Homework 5 (2018/11/2)

Question 1(Exercise 7.1)

Compute a jackknife estimate of the bias and the standard error of the correlation statistic in Example 7.2.

Answer

Idea:

Compute a jackknife estimate of the bias and the standard error of the corre- lation statistic in Example 7.2 as follows:

(1)Let $x=(x_{1},\dots,x_{n})$ be an observed random sample, and idefine the $i$th jackknife sample $x_{(i)}$ to be the subset of $x$ that leaves out the $i^{th}$ observation $x_{i}$. That is,$$x_{(i)}=(x_{1},\dots,x_{i},x_{i+1},\dots,x_{n})$$.

(2)$\hat{\theta}=cor(LAST,GPA)$,define the $i^{th}$ jackknife replicate $\hat{\theta}=cor(LAST[-i],GPA[-i])$.
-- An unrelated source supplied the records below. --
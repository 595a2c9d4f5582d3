use std::{
    fs,
    path::{Path, PathBuf},
};

use anyhow::{anyhow, Context, Result};
use serde::{Deserialize, Serialize};

use crate::sinks::CLIPBOARD_LABEL;

pub const LOG_FILE_NAME: &str = "scan_crash.log";
pub const SETTINGS_FILE_NAME: &str = "crashlog.json";

fn env_flag(key: &str) -> Option<bool> {
    let v = std::env::var(key).ok()?;
    let t = v.trim().to_ascii_lowercase();
    Some(t == "1" || t == "true" || t == "yes" || t == "on")
}

/// Root of shared storage on the device.
pub fn external_storage_dir() -> Result<PathBuf> {
    if let Ok(p) = std::env::var("CRASHLOG_EXTERNAL_STORAGE") {
        return Ok(PathBuf::from(p));
    }
    // Android shells export this (usually /sdcard).
    if let Ok(p) = std::env::var("EXTERNAL_STORAGE") {
        return Ok(PathBuf::from(p));
    }
    Err(anyhow!(
        "E_STORAGE_UNAVAILABLE: set CRASHLOG_EXTERNAL_STORAGE or EXTERNAL_STORAGE"
    ))
}

pub fn crash_log_path(storage_dir: &Path) -> PathBuf {
    storage_dir.join(LOG_FILE_NAME)
}

#[derive(Debug, Clone, Serialize, Deserialize, Default, PartialEq, Eq)]
pub struct Settings {
    pub clipboard_enabled: Option<bool>, // default: true
    pub trace_enabled: Option<bool>,     // default: false
}

pub fn settings_path(storage_dir: &Path) -> PathBuf {
    storage_dir.join(SETTINGS_FILE_NAME)
}

pub fn load_settings(storage_dir: &Path) -> Result<Settings> {
    let p = settings_path(storage_dir);
    if !p.exists() {
        return Ok(Settings::default());
    }
    let s = fs::read_to_string(&p).context("read crashlog.json failed")?;
    let v: Settings = serde_json::from_str(&s).context("parse crashlog.json failed")?;
    Ok(v)
}

pub fn save_settings(storage_dir: &Path, settings: &Settings) -> Result<()> {
    fs::create_dir_all(storage_dir).context("create storage dir failed")?;
    let p = settings_path(storage_dir);
    let s = serde_json::to_string_pretty(settings).context("serialize settings failed")?;
    fs::write(&p, s).context("write crashlog.json failed")?;
    Ok(())
}

/// Which sinks the interceptor writes to. A `None` field disables that sink.
#[derive(Debug, Clone, Default, PartialEq, Eq)]
pub struct InterceptorConfig {
    pub log_path: Option<PathBuf>,
    pub clipboard_label: Option<String>,
    pub trace_dir: Option<PathBuf>,
}

impl InterceptorConfig {
    pub fn for_storage_dir(storage_dir: &Path) -> Self {
        Self {
            log_path: Some(crash_log_path(storage_dir)),
            clipboard_label: Some(CLIPBOARD_LABEL.to_string()),
            trace_dir: None,
        }
    }

    pub fn with_settings(mut self, storage_dir: &Path, settings: &Settings) -> Self {
        if !settings.clipboard_enabled.unwrap_or(true) {
            self.clipboard_label = None;
        }
        if settings.trace_enabled.unwrap_or(false) {
            self.trace_dir = Some(storage_dir.to_path_buf());
        }
        self
    }

    /// Resolve storage, apply `crashlog.json`, then env overrides.
    ///
    /// Never fails: an unresolvable storage root only drops the file sink,
    /// and a broken settings file falls back to defaults.
    pub fn from_env() -> Self {
        let mut cfg = match external_storage_dir() {
            Ok(dir) => {
                let settings = load_settings(&dir).unwrap_or_else(|e| {
                    crate::safe_eprintln!("crashlog: settings ignored: {e:#}");
                    Settings::default()
                });
                Self::for_storage_dir(&dir).with_settings(&dir, &settings)
            }
            Err(e) => {
                crate::safe_eprintln!("crashlog: file sink disabled: {e:#}");
                Self {
                    log_path: None,
                    clipboard_label: Some(CLIPBOARD_LABEL.to_string()),
                    trace_dir: None,
                }
            }
        };

        match env_flag("CRASHLOG_CLIPBOARD") {
            Some(false) => cfg.clipboard_label = None,
            Some(true) if cfg.clipboard_label.is_none() => {
                cfg.clipboard_label = Some(CLIPBOARD_LABEL.to_string());
            }
            _ => {}
        }
        match env_flag("CRASHLOG_TRACE") {
            Some(false) => cfg.trace_dir = None,
            Some(true) => {
                if let Ok(dir) = external_storage_dir() {
                    cfg.trace_dir = Some(dir);
                }
            }
            None => {}
        }
        cfg
    }
}

#[cfg(test)]
mod tests {
    use super::*;
    use std::sync::{Mutex, OnceLock};

    fn env_lock() -> &'static Mutex<()> {
        static LOCK: OnceLock<Mutex<()>> = OnceLock::new();
        LOCK.get_or_init(|| Mutex::new(()))
    }

    fn clear_env() {
        std::env::remove_var("CRASHLOG_EXTERNAL_STORAGE");
        std::env::remove_var("EXTERNAL_STORAGE");
        std::env::remove_var("CRASHLOG_CLIPBOARD");
        std::env::remove_var("CRASHLOG_TRACE");
    }

    #[test]
    fn storage_dir_prefers_explicit_override() {
        let _g = env_lock().lock().unwrap();
        clear_env();
        assert!(external_storage_dir().is_err());

        std::env::set_var("EXTERNAL_STORAGE", "/sdcard");
        assert_eq!(external_storage_dir().expect("dir"), PathBuf::from("/sdcard"));

        std::env::set_var("CRASHLOG_EXTERNAL_STORAGE", "/data/local/tmp");
        assert_eq!(
            external_storage_dir().expect("dir"),
            PathBuf::from("/data/local/tmp")
        );
        clear_env();
    }

    #[test]
    fn from_env_without_storage_keeps_clipboard_only() {
        let _g = env_lock().lock().unwrap();
        clear_env();
        let cfg = InterceptorConfig::from_env();
        assert_eq!(cfg.log_path, None);
        assert_eq!(cfg.clipboard_label.as_deref(), Some("crash_log"));
        assert_eq!(cfg.trace_dir, None);
    }

    #[test]
    fn from_env_applies_settings_then_env() {
        let _g = env_lock().lock().unwrap();
        clear_env();
        let td = tempfile::tempdir().expect("tempdir");
        save_settings(
            td.path(),
            &Settings {
                clipboard_enabled: Some(false),
                trace_enabled: Some(true),
            },
        )
        .expect("save");
        std::env::set_var("CRASHLOG_EXTERNAL_STORAGE", td.path());

        let cfg = InterceptorConfig::from_env();
        assert_eq!(cfg.log_path, Some(td.path().join("scan_crash.log")));
        assert_eq!(cfg.clipboard_label, None);
        assert_eq!(cfg.trace_dir.as_deref(), Some(td.path()));

        std::env::set_var("CRASHLOG_CLIPBOARD", "on");
        std::env::set_var("CRASHLOG_TRACE", "0");
        let cfg = InterceptorConfig::from_env();
        assert_eq!(cfg.clipboard_label.as_deref(), Some("crash_log"));
        assert_eq!(cfg.trace_dir, None);
        clear_env();
    }

    #[test]
    fn broken_settings_fall_back_to_defaults() {
        let _g = env_lock().lock().unwrap();
        clear_env();
        let td = tempfile::tempdir().expect("tempdir");
        fs::write(settings_path(td.path()), "{not json").expect("write");
        assert!(load_settings(td.path()).is_err());

        std::env::set_var("CRASHLOG_EXTERNAL_STORAGE", td.path());
        let cfg = InterceptorConfig::from_env();
        assert_eq!(cfg, InterceptorConfig::for_storage_dir(td.path()));
        clear_env();
    }

    #[test]
    fn settings_round_trip_through_disk() {
        let td = tempfile::tempdir().expect("tempdir");
        assert_eq!(load_settings(td.path()).expect("load"), Settings::default());
        let s = Settings {
            clipboard_enabled: Some(true),
            trace_enabled: None,
        };
        save_settings(td.path(), &s).expect("save");
        assert_eq!(load_settings(td.path()).expect("load"), s);
    }
}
(3)The jackknife estimate of bias is $$\hat{bias}{jack}=(n-1)(\overline{\hat{\theta{(.)}}}-\hat{\theta})$$. where $\hat{\theta_{(.)}}=\frac{1}{n}\sum_{i=1}^{n}\hat{\theta}_{i}$.
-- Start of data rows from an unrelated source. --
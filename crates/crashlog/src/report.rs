use std::{backtrace::Backtrace, fmt::Write as _, panic::PanicHookInfo};

use chrono::{Local, NaiveDateTime};

pub const SEPARATOR: &str = "============================================================";
/// `yyyy-MM-dd/HH:mm:ss`
pub const TIMESTAMP_FORMAT: &str = "%Y-%m-%d/%H:%M:%S";

#[derive(Debug, Clone, Copy, PartialEq, Eq)]
pub enum FailureKind {
    Panic,
    Error,
}

impl FailureKind {
    fn verb(self) -> &'static str {
        match self {
            FailureKind::Panic => "panicked",
            FailureKind::Error => "failed",
        }
    }
}

/// One uncaught failure as delivered to a handler.
#[derive(Debug, Clone)]
pub struct CrashEvent {
    pub thread: Option<String>,
    pub kind: FailureKind,
    pub message: String,
    pub location: Option<String>,
    /// Outermost first.
    pub causes: Vec<String>,
    pub backtrace: String,
}

impl CrashEvent {
    pub fn new(kind: FailureKind, message: impl Into<String>) -> Self {
        Self {
            thread: std::thread::current().name().map(str::to_string),
            kind,
            message: message.into(),
            location: None,
            causes: Vec::new(),
            backtrace: String::new(),
        }
    }

    pub fn from_panic(info: &PanicHookInfo<'_>) -> Self {
        let payload = info.payload();
        let message = if let Some(s) = payload.downcast_ref::<&str>() {
            (*s).to_string()
        } else if let Some(s) = payload.downcast_ref::<String>() {
            s.clone()
        } else {
            "Box<dyn Any>".to_string()
        };

        let mut ev = Self::new(FailureKind::Panic, message);
        ev.location = info
            .location()
            .map(|l| format!("{}:{}:{}", l.file(), l.line(), l.column()));
        ev.backtrace = Backtrace::force_capture().to_string();
        ev
    }

    pub fn from_error(err: &anyhow::Error) -> Self {
        let mut ev = Self::new(FailureKind::Error, err.to_string());
        ev.causes = err.chain().skip(1).map(|c| c.to_string()).collect();
        ev.backtrace = Backtrace::force_capture().to_string();
        ev
    }

    pub fn with_location(mut self, location: impl Into<String>) -> Self {
        self.location = Some(location.into());
        self
    }

    pub fn with_cause(mut self, cause: impl Into<String>) -> Self {
        self.causes.push(cause.into());
        self
    }

    pub fn with_backtrace(mut self, backtrace: impl Into<String>) -> Self {
        self.backtrace = backtrace.into();
        self
    }

    fn header(&self) -> String {
        let thread = self.thread.as_deref().unwrap_or("<unnamed>");
        match &self.location {
            Some(loc) => format!("thread '{thread}' {} at {loc}:", self.kind.verb()),
            None => format!("thread '{thread}' {}:", self.kind.verb()),
        }
    }
}

pub trait Clock: Send + Sync {
    fn now(&self) -> NaiveDateTime;
}

#[derive(Debug, Clone, Copy, Default)]
pub struct SystemClock;

impl Clock for SystemClock {
    fn now(&self) -> NaiveDateTime {
        Local::now().naive_local()
    }
}

#[derive(Debug, Clone, Copy)]
pub struct FixedClock(pub NaiveDateTime);

impl Clock for FixedClock {
    fn now(&self) -> NaiveDateTime {
        self.0
    }
}

pub fn format_timestamp(at: NaiveDateTime) -> String {
    at.format(TIMESTAMP_FORMAT).to_string()
}

/// Render the text that every sink receives.
pub fn format_report(event: &CrashEvent, at: NaiveDateTime) -> String {
    let mut out = String::new();
    // Writing into a String cannot fail.
    let _ = writeln!(out, "\n{SEPARATOR}\n");
    let _ = writeln!(out, "{}", format_timestamp(at));
    let _ = writeln!(out, "{}", event.header());
    let _ = writeln!(out, "{}", event.message);
    for cause in &event.causes {
        let _ = writeln!(out, "Caused by: {cause}");
    }
    if !event.backtrace.trim().is_empty() {
        let _ = writeln!(out, "stack backtrace:");
        let _ = writeln!(out, "{}", event.backtrace.trim_end());
    }
    out
}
(4)A jackknife estimate of standard error is $$\hat{se}{jack}=\sqrt{\frac{n-1}{n}\sum{i=1}^{n}(\hat{\theta}{(i)}-\overline{\hat{\theta{(.)}}})^2}$$.

set.seed(1)
library(bootstrap) #for the law data
LSAT=law$LSAT
GPA=law$GPA
n=nrow(law)
system.time({
  theta.hat=cor(LSAT,GPA) #the correlation estimate
  print(theta.hat)

  #compute the jackknife replicates, leave-one-out estimates
  theta.jack=numeric(n)
  for(i in 1:n){
    theta.jack[i]=cor(LSAT[-i],GPA[-i])
  }
  bias=(n-1)*(mean(theta.jack)-theta.hat)
  print(bias)  #a jackknife estimate of the bias of the correlation statistic
  se=sqrt((n-1) *mean((theta.jack - mean(theta.jack))^2))
  print(se)  #a jackknife estimate of the standard error of the correlation statistic
})

Analysis

The jackknife estimate of the bias and the standard error of the correlation statistic are -0.006473623 and 0.1425186.

Question 2(Exercise 7.5)

Refer to Exercise 7.4. Compute 95% bootstrap confidence intervals for the mean time between failures $1/\lambda$ by the standard normal, basic, percentile, and BCa methods. Compare the intervals and explain why they may differ.

Answer

set.seed(1)
library(boot)   #for boot and boot.ci
n=100 #the times of bootstrap replicates
system.time({
  x=c(3,5,7,18,43,85,91,98,100,130,230,487)
  boot.mean=function(x,i) mean(x[i])
  mean.hat=mean(x)
  boot.obj=boot(x,statistic = boot.mean,R=n)
  print(boot.ci(boot.obj,type=c("norm","basic","perc","bca")))

})

Analysis

From the results,we can see that the 95% bootstrap confidence intervals for the mean time between failures by the standard normal, basic,percentile, and BCa methods respectively are $( 30.6, 187.0 ), ( 4.4, 172.2 ), ( 43.9, 211.7 ), and ( 53.9, 226.3 ).$

Because the BCa confidence intervals are transformation respecting and BCa intervals have second order accuracy, the bootstrap t confidence interval is second order accurate but not transformation respecting, the bootstrap percentile interval is transformation respecting but only first order accurate, the standard normal confidence interval is neither transformation respecting nor second order accurate, so the intervals may differ.Hence, the larger the order of accuracy, the faster the error is reduced.So the Bca method is more accurate.

Question 3 (Exercise 7.8)

Refer to Exercise 7.7. Obtain the jackknife estimates of bias and standard error of $\hat{\theta}$.

Answer

Idea:

(1)the MLE of covariance is $$\hat{\Sigma}=\frac{1}{n-1}(X-\mu)(X-\mu)^T,$$ where the $X=scor^T=(x_{1},\dots,x_{n})$ is the sample matrix, ,$x_{i}=(x_{i1},\dots,x_{i5})^T$,$\mu=(\mu_{1},\dots,\mu_{n}),n=1,\dots,88$, where $\mu_{i}$ is the rowmeans of $scor^T$.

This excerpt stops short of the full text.